##### Supplied data #####
impl Task {
    /// Inserts one task
    ///
    /// Generic over the executor so a batch can share a transaction.
    pub async fn create<'e, E>(executor: E, data: CreateTask) -> Result<Self, sqlx::Error>
    where
        E: PgExecutor<'e>,
    {
        let query = format!(
            "INSERT INTO tasks
                (title, description, status, priority, due_date, assigned_to, created_by, attachments)
             VALUES ($1, $2, $3, $4, $5, $6, $7, $8)
             RETURNING {TASK_COLUMNS}"
        );

        sqlx::query_as::<_, Task>(&query)
            .bind(data.title)
            .bind(data.description)
            .bind(data.status)
            .bind(data.priority)
            .bind(data.due_date)
            .bind(data.assigned_to)
            .bind(data.created_by)
            .bind(data.attachments)
            .fetch_one(executor)
            .await
    }

    /// Inserts every task in one transaction; all or nothing
    pub async fn create_many(pool: &PgPool, items: Vec<CreateTask>) -> Result<Vec<Self>, sqlx::Error> {
        let mut tx = pool.begin().await?;
        let mut created = Vec::with_capacity(items.len());

        for item in items {
            created.push(Self::create(&mut *tx, item).await?);
        }

        tx.commit().await?;
        debug!(count = created.len(), "Bulk inserted tasks");
        Ok(created)
    }

    pub async fn find_by_id(pool: &PgPool, id: Uuid) -> Result<Option<Self>, sqlx::Error> {
        let query = format!("SELECT {TASK_COLUMNS} FROM tasks WHERE id = $1");

        sqlx::query_as::<_, Task>(&query)
            .bind(id)
            .fetch_optional(pool)
            .await
    }

    /// Loads a task with assignee, creator, comment authors and attachment
    /// metadata expanded
    pub async fn find_detail(pool: &PgPool, id: Uuid) -> Result<Option<TaskDetail>, sqlx::Error> {
        let query = format!("{EXPANDED_SELECT} WHERE t.id = $1");

        let Some(row) = sqlx::query_as::<_, ExpandedTaskRow>(&query)
            .bind(id)
            .fetch_optional(pool)
            .await?
        else {
            return Ok(None);
        };

        let view = TaskView::from(row);
        let attachments = File::find_by_ids(pool, &view.attachments).await?;
        let comments = Comment::list_for_task(pool, id).await?;

        Ok(Some(TaskView {
            id: view.id,
            title: view.title,
            description: view.description,
            status: view.status,
            priority: view.priority,
            due_date: view.due_date,
            assigned_to: view.assigned_to,
            created_by: view.created_by,
            attachments,
            comments: Some(comments),
            created_at: view.created_at,
            updated_at: view.updated_at,
        }))
    }

    /// Filters, sorts and pages tasks; returns the page plus the total match
    /// count
    ///
    /// The page and the count are two separate reads.
    pub async fn list(pool: &PgPool, params: &TaskQuery) -> Result<TaskPage, sqlx::Error> {
        let mut select: QueryBuilder<Postgres> = QueryBuilder::new(EXPANDED_SELECT);
        params.push_filters(&mut select);
        select
            .push(" ORDER BY ")
            .push(params.sort_by.column())
            .push(" ")
            .push(params.order.as_sql())
            .push(" NULLS LAST, t.id ")
            .push(params.order.as_sql())
            .push(" LIMIT ")
            .push_bind(params.limit)
            .push(" OFFSET ")
            .push_bind(params.offset());

        let rows = select
            .build_query_as::<ExpandedTaskRow>()
            .fetch_all(pool)
            .await?;

        let mut count: QueryBuilder<Postgres> = QueryBuilder::new("SELECT COUNT(*) FROM tasks t");
        params.push_filters(&mut count);
        let (total,): (i64,) = count.build_query_as().fetch_one(pool).await?;

        debug!(total, page = params.page, limit = params.limit, "Listed tasks");

        Ok(TaskPage {
            tasks: rows.into_iter().map(TaskView::from).collect(),
            total,
            page: params.page,
            pages: params.page_count(total),
        })
    }

    /// Overwrites the supplied columns in one statement
    ///
    /// Returns `None` when no task has this id. Concurrent writers race;
    /// the last statement wins.
    pub async fn update(
        pool: &PgPool,
        id: Uuid,
        data: UpdateTask,
    ) -> Result<Option<Self>, sqlx::Error> {
        let mut query: QueryBuilder<Postgres> =
            QueryBuilder::new("UPDATE tasks SET updated_at = NOW()");

        if let Some(title) = data.title {
            query.push(", title = ").push_bind(title);
        }
        if let Some(description) = data.description {
            query.push(", description = ").push_bind(description);
        }
        if let Some(status) = data.status {
            query.push(", status = ").push_bind(status);
        }
        if let Some(priority) = data.priority {
            query.push(", priority = ").push_bind(priority);
        }
        if let Some(due_date) = data.due_date {
            query.push(", due_date = ").push_bind(due_date);
        }
        if let Some(assigned_to) = data.assigned_to {
            query.push(", assigned_to = ").push_bind(assigned_to);
        }
        if let Some(attachments) = data.attachments {
            query.push(", attachments = ").push_bind(attachments);
        }

        query
            .push(" WHERE id = ")
            .push_bind(id)
            .push(" RETURNING ")
            .push(TASK_COLUMNS);

        query.build_query_as::<Task>().fetch_optional(pool).await
    }

    /// Deletes a task and its comments; attached files are untouched
    pub async fn delete(pool: &PgPool, id: Uuid) -> Result<bool, sqlx::Error> {
        let result = sqlx::query("DELETE FROM tasks WHERE id = $1")
            .bind(id)
            .execute(pool)
            .await?;

        Ok(result.rows_affected() > 0)
    }

    pub async fn count(pool: &PgPool) -> Result<i64, sqlx::Error> {
        sqlx::query_scalar("SELECT COUNT(*) FROM tasks")
            .fetch_one(pool)
            .await
    }

    pub async fn count_with_status(pool: &PgPool, status: TaskStatus) -> Result<i64, sqlx::Error> {
        sqlx::query_scalar("SELECT COUNT(*) FROM tasks WHERE status = $1")
            .bind(status)
            .fetch_one(pool)
            .await
    }

    pub async fn count_with_priority(
        pool: &PgPool,
        priority: TaskPriority,
    ) -> Result<i64, sqlx::Error> {
        sqlx::query_scalar("SELECT COUNT(*) FROM tasks WHERE priority = $1")
            .bind(priority)
            .fetch_one(pool)
            .await
    }

    /// Tasks due strictly before `now` that are not completed
    pub async fn count_overdue(pool: &PgPool, now: DateTime<Utc>) -> Result<i64, sqlx::Error> {
        sqlx::query_scalar("SELECT COUNT(*) FROM tasks WHERE due_date < $1 AND status <> $2")
            .bind(now)
            .bind(TaskStatus::Completed)
            .fetch_one(pool)
            .await
    }
}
#####
» **Work order**
Reprint the entire listing exactly.

» **Result for this exercise**
impl Task {
    /// Inserts one task
    ///
    /// Generic over the executor so a batch can share a transaction.
    pub async fn create<'e, E>(executor: E, data: CreateTask) -> Result<Self, sqlx::Error>
    where
        E: PgExecutor<'e>,
    {
        let query = format!(
            "INSERT INTO tasks
                (title, description, status, priority, due_date, assigned_to, created_by, attachments)
             VALUES ($1, $2, $3, $4, $5, $6, $7, $8)
             RETURNING {TASK_COLUMNS}"
        );

        sqlx::query_as::<_, Task>(&query)
            .bind(data.title)
            .bind(data.description)
            .bind(data.status)
            .bind(data.priority)
            .bind(data.due_date)
            .bind(data.assigned_to)
            .bind(data.created_by)
            .bind(data.attachments)
            .fetch_one(executor)
            .await
    }

    /// Inserts every task in one transaction; all or nothing
    pub async fn create_many(pool: &PgPool, items: Vec<CreateTask>) -> Result<Vec<Self>, sqlx::Error> {
        let mut tx = pool.begin().await?;
        let mut created = Vec::with_capacity(items.len());

        for item in items {
            created.push(Self::create(&mut *tx, item).await?);
        }

        tx.commit().await?;
        debug!(count = created.len(), "Bulk inserted tasks");
        Ok(created)
    }

    pub async fn find_by_id(pool: &PgPool, id: Uuid) -> Result<Option<Self>, sqlx::Error> {
        let query = format!("SELECT {TASK_COLUMNS} FROM tasks WHERE id = $1");

        sqlx::query_as::<_, Task>(&query)
            .bind(id)
            .fetch_optional(pool)
            .await
    }

    /// Loads a task with assignee, creator, comment authors and attachment
    /// metadata expanded
    pub async fn find_detail(pool: &PgPool, id: Uuid) -> Result<Option<TaskDetail>, sqlx::Error> {
        let query = format!("{EXPANDED_SELECT} WHERE t.id = $1");

        let Some(row) = sqlx::query_as::<_, ExpandedTaskRow>(&query)
            .bind(id)
            .fetch_optional(pool)
            .await?
        else {
            return Ok(None);
        };

        let view = TaskView::from(row);
        let attachments = File::find_by_ids(pool, &view.attachments).await?;
        let comments = Comment::list_for_task(pool, id).await?;

        Ok(Some(TaskView {
            id: view.id,
            title: view.title,
            description: view.description,
            status: view.status,
            priority: view.priority,
            due_date: view.due_date,
            assigned_to: view.assigned_to,
            created_by: view.created_by,
            attachments,
            comments: Some(comments),
            created_at: view.created_at,
            updated_at: view.updated_at,
        }))
    }

    /// Filters, sorts and pages tasks; returns the page plus the total match
    /// count
    ///
    /// The page and the count are two separate reads.
    pub async fn list(pool: &PgPool, params: &TaskQuery) -> Result<TaskPage, sqlx::Error> {
        let mut select: QueryBuilder<Postgres> = QueryBuilder::new(EXPANDED_SELECT);
        params.push_filters(&mut select);
        select
            .push(" ORDER BY ")
            .push(params.sort_by.column())
            .push(" ")
            .push(params.order.as_sql())
            .push(" NULLS LAST, t.id ")
            .push(params.order.as_sql())
            .push(" LIMIT ")
            .push_bind(params.limit)
            .push(" OFFSET ")
            .push_bind(params.offset());

        let rows = select
            .build_query_as::<ExpandedTaskRow>()
            .fetch_all(pool)
            .await?;

        let mut count: QueryBuilder<Postgres> = QueryBuilder::new("SELECT COUNT(*) FROM tasks t");
        params.push_filters(&mut count);
        let (total,): (i64,) = count.build_query_as().fetch_one(pool).await?;

        debug!(total, page = params.page, limit = params.limit, "Listed tasks");

        Ok(TaskPage {
            tasks: rows.into_iter().map(TaskView::from).collect(),
            total,
            page: params.page,
            pages: params.page_count(total),
        })
    }

    /// Overwrites the supplied columns in one statement
    ///
    /// Returns `None` when no task has this id. Concurrent writers race;
    /// the last statement wins.
    pub async fn update(
        pool: &PgPool,
        id: Uuid,
        data: UpdateTask,
    ) -> Result<Option<Self>, sqlx::Error> {
        let mut query: QueryBuilder<Postgres> =
            QueryBuilder::new("UPDATE tasks SET updated_at = NOW()");

        if let Some(title) = data.title {
            query.push(", title = ").push_bind(title);
        }
        if let Some(description) = data.description {
            query.push(", description = ").push_bind(description);
        }
        if let Some(status) = data.status {
            query.push(", status = ").push_bind(status);
        }
        if let Some(priority) = data.priority {
            query.push(", priority = ").push_bind(priority);
        }
        if let Some(due_date) = data.due_date {
            query.push(", due_date = ").push_bind(due_date);
        }
        if let Some(assigned_to) = data.assigned_to {
            query.push(", assigned_to = ").push_bind(assigned_to);
        }
        if let Some(attachments) = data.attachments {
            query.push(", attachments = ").push_bind(attachments);
        }

        query
            .push(" WHERE id = ")
            .push_bind(id)
            .push(" RETURNING ")
            .push(TASK_COLUMNS);

        query.build_query_as::<Task>().fetch_optional(pool).await
    }

    /// Deletes a task and its comments; attached files are untouched
    pub async fn delete(pool: &PgPool, id: Uuid) -> Result<bool, sqlx::Error> {
        let result = sqlx::query("DELETE FROM tasks WHERE id = $1")
            .bind(id)
            .execute(pool)
            .await?;

        Ok(result.rows_affected() > 0)
    }

    pub async fn count(pool: &PgPool) -> Result<i64, sqlx::Error> {
        sqlx::query_scalar("SELECT COUNT(*) FROM tasks")
            .fetch_one(pool)
            .await
    }

    pub async fn count_with_status(pool: &PgPool, status: TaskStatus) -> Result<i64, sqlx::Error> {
        sqlx::query_scalar("SELECT COUNT(*) FROM tasks WHERE status = $1")
            .bind(status)
            .fetch_one(pool)
            .await
    }

    pub async fn count_with_priority(
        pool: &PgPool,
        priority: TaskPriority,
    ) -> Result<i64, sqlx::Error> {
        sqlx::query_scalar("SELECT COUNT(*) FROM tasks WHERE priority = $1")
            .bind(priority)
            .fetch_one(pool)
            .await
    }

    /// Tasks due strictly before `now` that are not completed
    pub async fn count_overdue(pool: &PgPool, now: DateTime<Utc>) -> Result<i64, sqlx::Error> {
        sqlx::query_scalar("SELECT COUNT(*) FROM tasks WHERE due_date < $1 AND status <> $2")
            .bind(now)
            .bind(TaskStatus::Completed)
            .fetch_one(pool)
            .await
    }
}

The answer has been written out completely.